- **What you need to do**: Which of the lines below holds the string "tables"? Copy every line that does.

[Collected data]

━━━━━━━━━━━━━━━━━━━━

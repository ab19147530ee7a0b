//! Public representations. Store-internal fields such as the note insertion counter are dropped.

use serde::{Deserialize, Serialize};
use time::OffsetDateTime;
use uuid::Uuid;

use noteful_storage::models::{Folder, Note, Tag};

#[derive(Clone, Debug, PartialEq, Eq, Serialize, Deserialize)]
#[serde(rename_all = "camelCase")]
pub struct FolderView {
	pub id: Uuid,
	pub name: String,
	#[serde(with = "crate::time_serde")]
	pub created_at: OffsetDateTime,
	#[serde(with = "crate::time_serde")]
	pub updated_at: OffsetDateTime,
}
impl From<Folder> for FolderView {
	fn from(folder: Folder) -> Self {
		Self {
			id: folder.id,
			name: folder.name,
			created_at: folder.created_at,
			updated_at: folder.updated_at,
		}
	}
}

#[derive(Clone, Debug, PartialEq, Eq, Serialize, Deserialize)]
#[serde(rename_all = "camelCase")]
pub struct TagView {
	pub id: Uuid,
	pub name: String,
	#[serde(with = "crate::time_serde")]
	pub created_at: OffsetDateTime,
	#[serde(with = "crate::time_serde")]
	pub updated_at: OffsetDateTime,
}
impl From<Tag> for TagView {
	fn from(tag: Tag) -> Self {
		Self { id: tag.id, name: tag.name, created_at: tag.created_at, updated_at: tag.updated_at }
	}
}

/// A note with its tags resolved inline, in the note's own tag order.
#[derive(Clone, Debug, PartialEq, Eq, Serialize, Deserialize)]
#[serde(rename_all = "camelCase")]
pub struct NoteView {
	pub id: Uuid,
	pub title: String,
	pub content: Option<String>,
	pub folder_id: Option<Uuid>,
	pub tags: Vec<TagView>,
	#[serde(with = "crate::time_serde")]
	pub created_at: OffsetDateTime,
	#[serde(with = "crate::time_serde")]
	pub updated_at: OffsetDateTime,
}
impl NoteView {
	pub(crate) fn new(note: Note, tags: Vec<TagView>) -> Self {
		Self {
			id: note.id,
			title: note.title,
			content: note.content,
			folder_id: note.folder_id,
			tags,
			created_at: note.created_at,
			updated_at: note.updated_at,
		}
	}
}
pub fn render_schema() -> String {
	let init = include_str!("../../../sql/init.sql");

	expand_includes(init)
}

fn expand_includes(sql: &str) -> String {
	let mut out = String::new();

	for line in sql.lines() {
		let trimmed = line.trim();

		if let Some(path) = trimmed.strip_prefix("\\ir ") {
			match path.trim() {
				"tables/001_folders.sql" =>
					out.push_str(include_str!("../../../sql/tables/001_folders.sql")),
				"tables/002_tags.sql" =>
					out.push_str(include_str!("../../../sql/tables/002_tags.sql")),
				"tables/003_notes.sql" =>
					out.push_str(include_str!("../../../sql/tables/003_notes.sql")),
				_ => out.push_str(line),
			}
		} else {
			out.push_str(line);
		}

		out.push('\n');
	}

	out
}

━━━━━━━━━━━━━━━━━━━━

- **Answer space**:
				"tables/001_folders.sql" =>
					out.push_str(include_str!("../../../sql/tables/001_folders.sql")),
				"tables/002_tags.sql" =>
					out.push_str(include_str!("../../../sql/tables/002_tags.sql")),
				"tables/003_notes.sql" =>
					out.push_str(include_str!("../../../sql/tables/003_notes.sql")),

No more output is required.